After winning their first game of the season, well into the season the Intercounty Baseball League (IBL) Guelph Royals ownership decided to fold their tent.

The biggest reason was financial.

IBL_Horizontal_LogoIntercounty Baseball League commissioner John Kastner introduced the new owners of the Guelph Royals during a press conference Monday. The team will return to the league in 2018.

Burlington’s entry in the league, the Herd didn’t make it out of the quarter finals in the 2017 season. Our interest in the Royals situation is to give readers a sense of what it takes to run a baseball team in the league.

The Royals have been purchased from Jim Rooney by businessman Shawn Fuller along with Guelph Mayor Cam Guthrie.

Fuller, who grew up in Guelph and now lives in Kitchener, has had a life-long relationship with the Royals and added “you can see my mom’s house” from the ballpark.

“To be clear, this is a passion project,” Fuller told Guelph Today. “I don’t see it as a money maker. I see it as doing something for the love of the game.

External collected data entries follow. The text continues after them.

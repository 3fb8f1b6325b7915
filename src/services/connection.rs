//! Connection strings and the directory of opened storage accounts.
//!
//! A connection string is a `;`-separated list of `Key=Value` pairs:
//!
//! ```text
//! AccountName=archive;AccountKey=<base64>;StorageDir=./data/archive;DatabaseUrl=sqlite://./data/archive/meta.db
//! ```
//!
//! `StorageDir` defaults to `./data/{AccountName}` and `DatabaseUrl` to a
//! `meta.db` file inside it.

use crate::services::{
    blob_service::{StoreError, StoreResult},
    local_store::{Account, LocalBlobStore},
};
use base64::{Engine as _, engine::general_purpose};
use sqlx::{
    SqlitePool,
    sqlite::{SqliteConnectOptions, SqliteJournalMode, SqlitePoolOptions},
};
use std::{
    collections::HashMap,
    fmt,
    path::PathBuf,
    str::FromStr,
    sync::{Arc, RwLock},
};
use tokio::fs;
use tracing::{debug, info};

const SCHEMA: &str = include_str!("../../migrations/0001_init.sql");
const ACCOUNT_NAME_MIN_LEN: usize = 3;
const ACCOUNT_NAME_MAX_LEN: usize = 24;

/// Parsed form of a storage connection string.
#[derive(Clone, PartialEq, Eq)]
pub struct ConnectionSettings {
    pub account_name: String,
    pub account_key: Vec<u8>,
    pub storage_dir: PathBuf,
    pub database_url: String,
}

impl fmt::Debug for ConnectionSettings {
    fn fmt(&self, f: &mut fmt::Formatter<'_>) -> fmt::Result {
        f.debug_struct("ConnectionSettings")
            .field("account_name", &self.account_name)
            .field("account_key", &"<redacted>")
            .field("storage_dir", &self.storage_dir)
            .field("database_url", &self.database_url)
            .finish()
    }
}

impl FromStr for ConnectionSettings {
    type Err = StoreError;

    fn from_str(value: &str) -> Result<Self, Self::Err> {
        let invalid = |msg: String| StoreError::InvalidConnectionString(msg);

        let mut account_name = None;
        let mut account_key = None;
        let mut storage_dir = None;
        let mut database_url = None;

        for part in value.split(';').map(str::trim).filter(|p| !p.is_empty()) {
            let (key, val) = part
                .split_once('=')
                .ok_or_else(|| invalid(format!("`{part}` is not a Key=Value pair")))?;
            let val = val.trim();
            match key.trim().to_ascii_lowercase().as_str() {
                "accountname" => account_name = Some(val.to_string()),
                "accountkey" => {
                    let decoded = general_purpose::STANDARD
                        .decode(val)
                        .map_err(|_| invalid("AccountKey is not valid base64".into()))?;
                    if decoded.is_empty() {
                        return Err(invalid("AccountKey is empty".into()));
                    }
                    account_key = Some(decoded);
                }
                "storagedir" => storage_dir = Some(PathBuf::from(val)),
                "databaseurl" => database_url = Some(val.to_string()),
                other => return Err(invalid(format!("unknown key `{other}`"))),
            }
        }

        let account_name = account_name.ok_or_else(|| invalid("missing AccountName".into()))?;
        ensure_account_name_safe(&account_name)?;
        let account_key = account_key.ok_or_else(|| invalid("missing AccountKey".into()))?;
        let storage_dir =
            storage_dir.unwrap_or_else(|| PathBuf::from("./data").join(&account_name));
        let database_url = database_url
            .unwrap_or_else(|| format!("sqlite://{}", storage_dir.join("meta.db").display()));

        Ok(Self {
            account_name,
            account_key,
            storage_dir,
            database_url,
        })
    }
}

/// Accounts opened in this process, keyed by account name.
///
/// Copy sources named in a signed URI are resolved here, so a destination
/// can only read from accounts that were explicitly connected.
#[derive(Clone, Default)]
pub struct AccountDirectory {
    accounts: Arc<RwLock<HashMap<String, Arc<Account>>>>,
}

impl AccountDirectory {
    pub fn new() -> Self {
        Self::default()
    }

    /// Open (or reuse) the account described by `settings`.
    ///
    /// Creates the storage directory, the SQLite file and the schema when
    /// missing.
    pub async fn connect(&self, settings: &ConnectionSettings) -> StoreResult<LocalBlobStore> {
        if let Some(existing) = self.get(&settings.account_name) {
            debug!(account = %settings.account_name, "reusing opened account");
            return Ok(LocalBlobStore::new(existing, self.clone()));
        }

        if !settings.storage_dir.exists() {
            fs::create_dir_all(&settings.storage_dir).await?;
            info!("Created storage directory at {}", settings.storage_dir.display());
        }

        let options = SqliteConnectOptions::from_str(&settings.database_url)?
            .create_if_missing(true)
            .journal_mode(SqliteJournalMode::Wal);
        if let Some(parent) = options.get_filename().parent() {
            if !parent.as_os_str().is_empty() && !parent.exists() {
                fs::create_dir_all(parent).await?;
                info!("Created missing directory {:?}", parent);
            }
        }
        debug!("Connecting using raw URL => {}", settings.database_url);

        let db = SqlitePoolOptions::new()
            .max_connections(5)
            .connect_with(options)
            .await?;
        run_migrations(&db).await?;

        let account = Arc::new(Account::new(
            settings.account_name.clone(),
            settings.account_key.clone(),
            db,
            settings.storage_dir.clone(),
        ));
        self.insert(account.clone());
        info!(account = %settings.account_name, "storage account opened");

        Ok(LocalBlobStore::new(account, self.clone()))
    }

    pub(crate) fn lookup(&self, name: &str) -> StoreResult<Arc<Account>> {
        self.get(name)
            .ok_or_else(|| StoreError::UnknownAccount(name.to_string()))
    }

    fn get(&self, name: &str) -> Option<Arc<Account>> {
        self.accounts
            .read()
            .unwrap_or_else(|poisoned| poisoned.into_inner())
            .get(name)
            .cloned()
    }

    fn insert(&self, account: Arc<Account>) {
        self.accounts
            .write()
            .unwrap_or_else(|poisoned| poisoned.into_inner())
            .insert(account.name.clone(), account);
    }
}

/// Apply the embedded schema, one statement at a time.
async fn run_migrations(db: &SqlitePool) -> StoreResult<()> {
    let statements = SCHEMA
        .split(';')
        .map(str::trim)
        .filter(|s| !s.is_empty())
        .collect::<Vec<_>>();

    debug!("Running {} migration statements...", statements.len());

    for stmt in statements {
        sqlx::query(stmt).execute(db).await?;
    }

    Ok(())
}

/// Account names are 3–24 lowercase letters or digits.
fn ensure_account_name_safe(name: &str) -> StoreResult<()> {
    let len = name.len();
    if !(ACCOUNT_NAME_MIN_LEN..=ACCOUNT_NAME_MAX_LEN).contains(&len)
        || !name.chars().all(|c| c.is_ascii_lowercase() || c.is_ascii_digit())
    {
        return Err(StoreError::InvalidConnectionString(format!(
            "account name `{name}` must be 3-24 lowercase letters or digits"
        )));
    }
    Ok(())
}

“It’s a six-figure budget to do this thing and to do it right …. I’m sure this thing loses money its first year, two years of operation. But we’re here to weather the storm. We’re here to build it.”

Royals ownership

New Guelph Royals owners Cam Guthrie, left, and Shawn Fuller, middle, pose with IBL commissioner John Kastner at Hastings Stadium Monday, Sept. 11, 2017. Guthrie as Mayor of Guelph has got his photo ops set for the year. Photo by Tony Saxon/GuelphToday

Fuller and Guthrie take over a team that ceased operations in June after going 1-15 to start the season. The team had struggled for several years and also took a leave of absence in 2011.

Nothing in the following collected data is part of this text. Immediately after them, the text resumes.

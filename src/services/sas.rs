//! Shared-access signatures for blob URIs.
//!
//! A signed URI has the form
//! `blob://{account}/{container}/{name}?sv=..&sr=b&sp=..[&st=..]&se=..&sig=..`.
//! The signature is an HMAC-SHA256, keyed with the account key, over
//!
//! ```text
//! {sp}\n{st}\n{se}\n/blob/{account}/{container}/{name}\n{sv}\n{sr}
//! ```
//!
//! so a grant cannot be replayed against another blob, widened, or
//! extended without the key.

use crate::{
    models::grant::{BlobOperation, SasPermissions, SignedAccessGrant},
    services::blob_service::{StoreError, StoreResult},
};
use base64::{Engine as _, engine::general_purpose};
use chrono::{DateTime, SecondsFormat, Utc};
use hmac::{Hmac, Mac};
use sha2::Sha256;
use url::Url;

type HmacSha256 = Hmac<Sha256>;

pub const URI_SCHEME: &str = "blob";
pub const SIGNED_VERSION: &str = "2024-01-01";
const SIGNED_RESOURCE_BLOB: &str = "b";

/// The account/container/blob a URI points at.
#[derive(Debug, Clone, PartialEq, Eq)]
pub struct BlobLocator {
    pub account: String,
    pub container: String,
    pub blob: String,
}

/// The signature fields of a signed URI's query string.
#[derive(Debug, Clone, PartialEq, Eq)]
pub struct SasToken {
    pub version: String,
    pub resource: String,
    pub permissions: SasPermissions,
    pub start: Option<DateTime<Utc>>,
    pub expiry: DateTime<Utc>,
    pub signature: String,
}

/// Build the unsigned URI for a blob.
///
/// Rejects `.` and `..` segments, which URL normalisation would drop.
pub fn blob_uri(account: &str, container: &str, blob: &str) -> StoreResult<Url> {
    if blob.split('/').any(|segment| segment == "." || segment == "..") {
        return Err(StoreError::MalformedUri(format!(
            "blob name `{blob}` has a dot path segment"
        )));
    }
    let mut url = Url::parse(&format!("{URI_SCHEME}://{account}"))
        .map_err(|err| StoreError::MalformedUri(err.to_string()))?;
    url.path_segments_mut()
        .map_err(|_| StoreError::MalformedUri(format!("cannot build path for `{account}`")))?
        .push(container)
        .extend(blob.split('/'));
    Ok(url)
}

/// Sign a URI granting `permissions` on `container/blob`.
///
/// Timestamps are signed at second precision, so the returned
/// `expires_on` is `expiry` truncated to the second.
pub fn sign_blob_uri(
    account: &str,
    key: &[u8],
    container: &str,
    blob: &str,
    permissions: SasPermissions,
    start: Option<DateTime<Utc>>,
    expiry: DateTime<Utc>,
) -> StoreResult<SignedAccessGrant> {
    let start = start.map(truncate_to_second);
    let expiry = truncate_to_second(expiry);
    let locator = BlobLocator {
        account: account.to_string(),
        container: container.to_string(),
        blob: blob.to_string(),
    };
    let token = SasToken {
        version: SIGNED_VERSION.to_string(),
        resource: SIGNED_RESOURCE_BLOB.to_string(),
        permissions,
        start,
        expiry,
        signature: String::new(),
    };
    let signature = compute_signature(key, &string_to_sign(&locator, &token))?;

    let mut uri = blob_uri(account, container, blob)?;
    {
        let mut query = uri.query_pairs_mut();
        query.append_pair("sv", &token.version);
        query.append_pair("sr", &token.resource);
        query.append_pair("sp", &permissions.to_string());
        if let Some(start) = start {
            query.append_pair("st", &format_timestamp(start));
        }
        query.append_pair("se", &format_timestamp(expiry));
        query.append_pair("sig", &signature);
    }

    Ok(SignedAccessGrant {
        uri,
        account: locator.account,
        container: locator.container,
        blob: locator.blob,
        permissions,
        expires_on: expiry,
    })
}

/// Split a blob URI into its locator and, if present, its signature fields.
pub fn parse_blob_uri(uri: &Url) -> StoreResult<(BlobLocator, Option<SasToken>)> {
    if uri.scheme() != URI_SCHEME {
        return Err(StoreError::MalformedUri(format!(
            "unsupported scheme `{}`",
            uri.scheme()
        )));
    }
    let account = uri
        .host_str()
        .filter(|h| !h.is_empty())
        .ok_or_else(|| StoreError::MalformedUri("missing account".into()))?
        .to_string();

    let mut segments = uri
        .path_segments()
        .ok_or_else(|| StoreError::MalformedUri("missing path".into()))?
        .map(decode_segment)
        .collect::<StoreResult<Vec<_>>>()?
        .into_iter();
    let container = segments
        .next()
        .filter(|c| !c.is_empty())
        .ok_or_else(|| StoreError::MalformedUri("missing container".into()))?;
    let blob = segments.collect::<Vec<_>>().join("/");
    if blob.is_empty() {
        return Err(StoreError::MalformedUri("missing blob name".into()));
    }

    let locator = BlobLocator {
        account,
        container,
        blob,
    };
    let token = parse_token(uri)?;
    Ok((locator, token))
}

/// Check that `token` authorises `op` on `locator` at `now`.
pub fn verify(
    key: &[u8],
    locator: &BlobLocator,
    token: &SasToken,
    op: BlobOperation,
    now: DateTime<Utc>,
) -> StoreResult<()> {
    if token.resource != SIGNED_RESOURCE_BLOB {
        return Err(StoreError::AuthorizationFailed(format!(
            "signed resource `{}` is not a blob",
            token.resource
        )));
    }

    let provided = general_purpose::STANDARD
        .decode(&token.signature)
        .map_err(|_| StoreError::AuthorizationFailed("signature is not valid base64".into()))?;
    let mut mac = new_mac(key)?;
    mac.update(string_to_sign(locator, token).as_bytes());
    mac.verify_slice(&provided).map_err(|_| {
        StoreError::AuthorizationFailed("signature does not match the signed resource".into())
    })?;

    if let Some(start) = token.start {
        if now < start {
            return Err(StoreError::AuthorizationFailed(
                "signed access grant is not yet valid".into(),
            ));
        }
    }
    if now >= token.expiry {
        return Err(StoreError::AuthorizationFailed(
            "signed access grant has expired".into(),
        ));
    }
    if !token.permissions.allows(op) {
        return Err(StoreError::AuthorizationFailed(format!(
            "{op:?} is not permitted by `{}`",
            token.permissions
        )));
    }
    Ok(())
}

/// The URI with its query string removed, safe to persist or log.
pub fn strip_signature(uri: &Url) -> String {
    let mut bare = uri.clone();
    bare.set_query(None);
    bare.to_string()
}

fn string_to_sign(locator: &BlobLocator, token: &SasToken) -> String {
    format!(
        "{}\n{}\n{}\n/blob/{}/{}/{}\n{}\n{}",
        token.permissions,
        token.start.map(format_timestamp).unwrap_or_default(),
        format_timestamp(token.expiry),
        locator.account,
        locator.container,
        locator.blob,
        token.version,
        token.resource,
    )
}

fn compute_signature(key: &[u8], string_to_sign: &str) -> StoreResult<String> {
    let mut mac = new_mac(key)?;
    mac.update(string_to_sign.as_bytes());
    Ok(general_purpose::STANDARD.encode(mac.finalize().into_bytes()))
}

fn new_mac(key: &[u8]) -> StoreResult<HmacSha256> {
    HmacSha256::new_from_slice(key)
        .map_err(|_| StoreError::AuthorizationFailed("unusable account key".into()))
}

fn parse_token(uri: &Url) -> StoreResult<Option<SasToken>> {
    let mut version = None;
    let mut resource = None;
    let mut permissions = None;
    let mut start = None;
    let mut expiry = None;
    let mut signature = None;

    for (key, value) in uri.query_pairs() {
        match key.as_ref() {
            "sv" => version = Some(value.into_owned()),
            "sr" => resource = Some(value.into_owned()),
            "sp" => {
                permissions = Some(SasPermissions::parse(&value).ok_or_else(|| {
                    StoreError::MalformedUri(format!("invalid permissions `{value}`"))
                })?)
            }
            "st" => start = Some(parse_timestamp(&value)?),
            "se" => expiry = Some(parse_timestamp(&value)?),
            "sig" => signature = Some(value.into_owned()),
            _ => {}
        }
    }

    let Some(signature) = signature else {
        return Ok(None);
    };
    let missing = |field: &str| StoreError::MalformedUri(format!("signed uri missing `{field}`"));
    Ok(Some(SasToken {
        version: version.ok_or_else(|| missing("sv"))?,
        resource: resource.ok_or_else(|| missing("sr"))?,
        permissions: permissions.ok_or_else(|| missing("sp"))?,
        start,
        expiry: expiry.ok_or_else(|| missing("se"))?,
        signature,
    }))
}

fn decode_segment(segment: &str) -> StoreResult<String> {
    urlencoding::decode(segment)
        .map(|s| s.into_owned())
        .map_err(|err| StoreError::MalformedUri(err.to_string()))
}

fn format_timestamp(ts: DateTime<Utc>) -> String {
    ts.to_rfc3339_opts(SecondsFormat::Secs, true)
}

fn parse_timestamp(value: &str) -> StoreResult<DateTime<Utc>> {
    DateTime::parse_from_rfc3339(value)
        .map(|dt| dt.with_timezone(&Utc))
        .map_err(|_| StoreError::MalformedUri(format!("invalid timestamp `{value}`")))
}

fn truncate_to_second(ts: DateTime<Utc>) -> DateTime<Utc> {
    DateTime::from_timestamp(ts.timestamp(), 0).unwrap_or(ts)
}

Fuller, who worked in sales with BlackBerry for 10 years, is the owner of Canadawide Sports, a sports equipment distribution company that operates out of a 65,000 square-foot facility in St. George.

Kastner said Fuller contacted him the day after Rooney informed him he was folding the team and the process to get baseball back in Guelph began that day.

The six figure budget was what caught our attention. If that is what the owners of the Herd are putting into the team – our hats are off to them.